Step 3: Integrating a MDF programme into your third party compliance programme

Companies providing MDFs should not think that having internal controls in place is sufficient on its own to ensure that the funds will always be used efficiently and legally. Such thinking is akin to having security at the front door of a house without having any at the back door or other entrances to the home. Accordingly, the third broad step companies should take to ensure proper use of MDFs by third parties is to require the third parties to maintain adequate compliance training, policies and procedures. This process should begin with an initial review of a third party’s existing compliance programme and internal controls. Based on this initial review, companies should consider whether the third party possesses personnel and procedures that are sufficiently trained and designed to ensure that business can be conducted without misuse of MDFs. Even if a third party maintains an adequate compliance programme with corresponding training, companies should think of what processes they can integrate into the third party’s programme to make it as robust as their own.

Since 2011, a leading global technology provider has required all channel partners participating in its MDF programme to log into its cloud management system, enter claims for each fund request and upload their proof of spending to receive the MDF they have requested. By requiring spending records upfront, this company can see exactly how third parties are using expenses in relation to the MDF programme and reimburse them accordingly. The company’s old system based MDF payments to third parties on business results recorded on a spreadsheet, which placed less responsibility on third parties to keep accurate records on expenses made in connection with MDF-sponsored campaigns.

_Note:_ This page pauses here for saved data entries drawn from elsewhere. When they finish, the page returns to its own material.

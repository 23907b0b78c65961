//! Update classification: decides whether an inbound message is a bot command, plain text, or
//! something no handler understands.
//!
//! A command is text starting with `/name` where `name` is 1 to 32 ASCII alphanumerics or `_`,
//! optionally followed by `@botname`, then whitespace and arguments. Command names are compared
//! case-insensitively, so the parsed name is lowercased. Arguments are not kept.

use crate::types::{Message, MessageType};

const MAX_COMMAND_LEN: usize = 32;

/// A parsed bot command, e.g. `/start@sup_bot payload`.
#[derive(Debug, Clone, PartialEq, Eq)]
pub struct Command {
    /// Lowercased command name without the leading slash.
    pub name: String,
    /// Bot username after `@`, if the command was addressed explicitly.
    pub mention: Option<String>,
}

impl Command {
    /// Parses `text` as a command. Returns `None` when it does not start with a command token.
    pub fn parse(text: &str) -> Option<Self> {
        let rest = text.strip_prefix('/')?;
        let token = rest.split(char::is_whitespace).next().unwrap_or(rest);
        let (name, mention) = match token.split_once('@') {
            Some((name, mention)) if !mention.is_empty() => (name, Some(mention)),
            Some(_) => return None,
            None => (token, None),
        };
        let valid_name = !name.is_empty()
            && name.len() <= MAX_COMMAND_LEN
            && name.bytes().all(|b| b.is_ascii_alphanumeric() || b == b'_');
        if !valid_name {
            return None;
        }
        Some(Self {
            name: name.to_ascii_lowercase(),
            mention: mention.map(str::to_string),
        })
    }

    /// True when this is `/name`, regardless of mention or arguments.
    pub fn is(&self, name: &str) -> bool {
        self.name.eq_ignore_ascii_case(name)
    }

    /// False when the command names another bot after `@`. Usernames compare case-insensitively.
    /// With `bot_username` unknown, any mention is accepted.
    pub fn is_addressed_to(&self, bot_username: Option<&str>) -> bool {
        match (self.mention.as_deref(), bot_username) {
            (Some(mention), Some(username)) => {
                mention.eq_ignore_ascii_case(username.trim_start_matches('@'))
            }
            _ => true,
        }
    }
}

/// Shape of an inbound message as seen by the dispatcher.
#[derive(Debug, Clone, PartialEq, Eq)]
pub enum UpdateKind {
    /// Text starting with a bot command.
    Command(Command),
    /// Any other text message.
    Text,
    /// No text (photo, sticker, service message, ...).
    Unsupported,
}

impl UpdateKind {
    /// Classifies a message by its shape.
    pub fn of(message: &Message) -> Self {
        if message.message_type != MessageType::Text {
            return Self::Unsupported;
        }
        match Command::parse(&message.content) {
            Some(command) => Self::Command(command),
            None => Self::Text,
        }
    }
}
//! Logging initialization: console and log file share the same tracing_subscriber fmt layer
//! (level, target, thread id, span close events, all fields).

use std::fs::{self, OpenOptions};
use std::io;
use std::path::Path;
use std::sync::Arc;

use tracing_subscriber::{
    fmt::format::FmtSpan, layer::SubscriberExt, util::SubscriberInitExt, EnvFilter, Registry,
};

/// Initializes the global tracing subscriber.
///
/// Output goes to stdout and is appended to `log_file_path` (parent directories are created).
/// The level comes from `RUST_LOG` (e.g. `info`, `sup_bot=debug`); defaults to `info`.
/// Load `.env` (dotenvy) before calling this, otherwise `RUST_LOG` from the file is not seen.
pub fn init_tracing(log_file_path: &str) -> anyhow::Result<()> {
    if let Some(parent) = Path::new(log_file_path).parent() {
        if !parent.as_os_str().is_empty() {
            fs::create_dir_all(parent)?;
        }
    }
    let file = OpenOptions::new()
        .create(true)
        .append(true)
        .open(log_file_path)?;
    let file = Arc::new(file);

    let env_filter =
        EnvFilter::try_from_default_env().unwrap_or_else(|_| EnvFilter::new("info"));

    use tracing_subscriber::fmt::writer::MakeWriterExt;
    let writer = io::stdout.and(file);

    let fmt_layer = tracing_subscriber::fmt::layer()
        .with_writer(writer)
        .with_span_events(FmtSpan::CLOSE)
        .with_target(true)
        .with_thread_ids(true)
        .with_level(true)
        .with_file(false)
        .with_line_number(false);

    Registry::default()
        .with(env_filter)
        .with(fmt_layer)
        .try_init()
        .map_err(|e| anyhow::anyhow!("Failed to set global subscriber: {}", e))?;

    Ok(())
}
//! # dbot-core
//!
//! Core types and traits for the bot: [`Bot`], [`Handler`], message and user types, update
//! classification ([`UpdateKind`]) and tracing initialization. Transport-agnostic; used by
//! dbot-telegram, handler-chain and the application crate.

pub mod bot;
pub mod error;
pub mod logger;
pub mod types;
pub mod update;

pub use bot::{Bot, TextFormat};
pub use error::{DbotError, Result};
pub use logger::init_tracing;
pub use types::{Chat, Handler, HandlerResponse, Message, MessageType, ToCoreMessage, ToCoreUser, User};
pub use update::{Command, UpdateKind};
//! Storage crate: location records in the hosted data store and the repository abstraction used
//! to update them.
//!
//! ## Modules
//!
//! - [`error`] – Storage error types
//! - [`models`] – LocationRecord, UpdateOutcome
//! - [`repository`] – LocationRepository trait
//! - [`supabase`] – SupabaseLocationRepo (PostgREST over HTTPS)

mod error;
mod models;
mod repository;
mod supabase;

pub use error::StorageError;
pub use models::{LocationRecord, UpdateOutcome};
pub use repository::LocationRepository;
pub use supabase::{SupabaseConfig, SupabaseLocationRepo, DEFAULT_LOCATIONS_TABLE};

Other processes that companies can utilise to ensure that a third party maintains a sufficient compliance programme and controls include periodic review of the compliance programme and the right to be present at third-party training programmes aimed at educating employees on how to legally and effectively make use of MDFs.

 

Conclusion

MDFs can be a dynamic way to improve third-party activity related to the sale and promotion of a vendor’s goods; however, it is imperative that the use of MDFs are supplemented by the appropriate reviews and controls. A company should be able to track the use of such funds by a third party, thereby “closing the loop” in terms of monitoring the funds going out and accurately documenting their use as a means of ensuring the risk of funds being used for illicit purposes is minimised.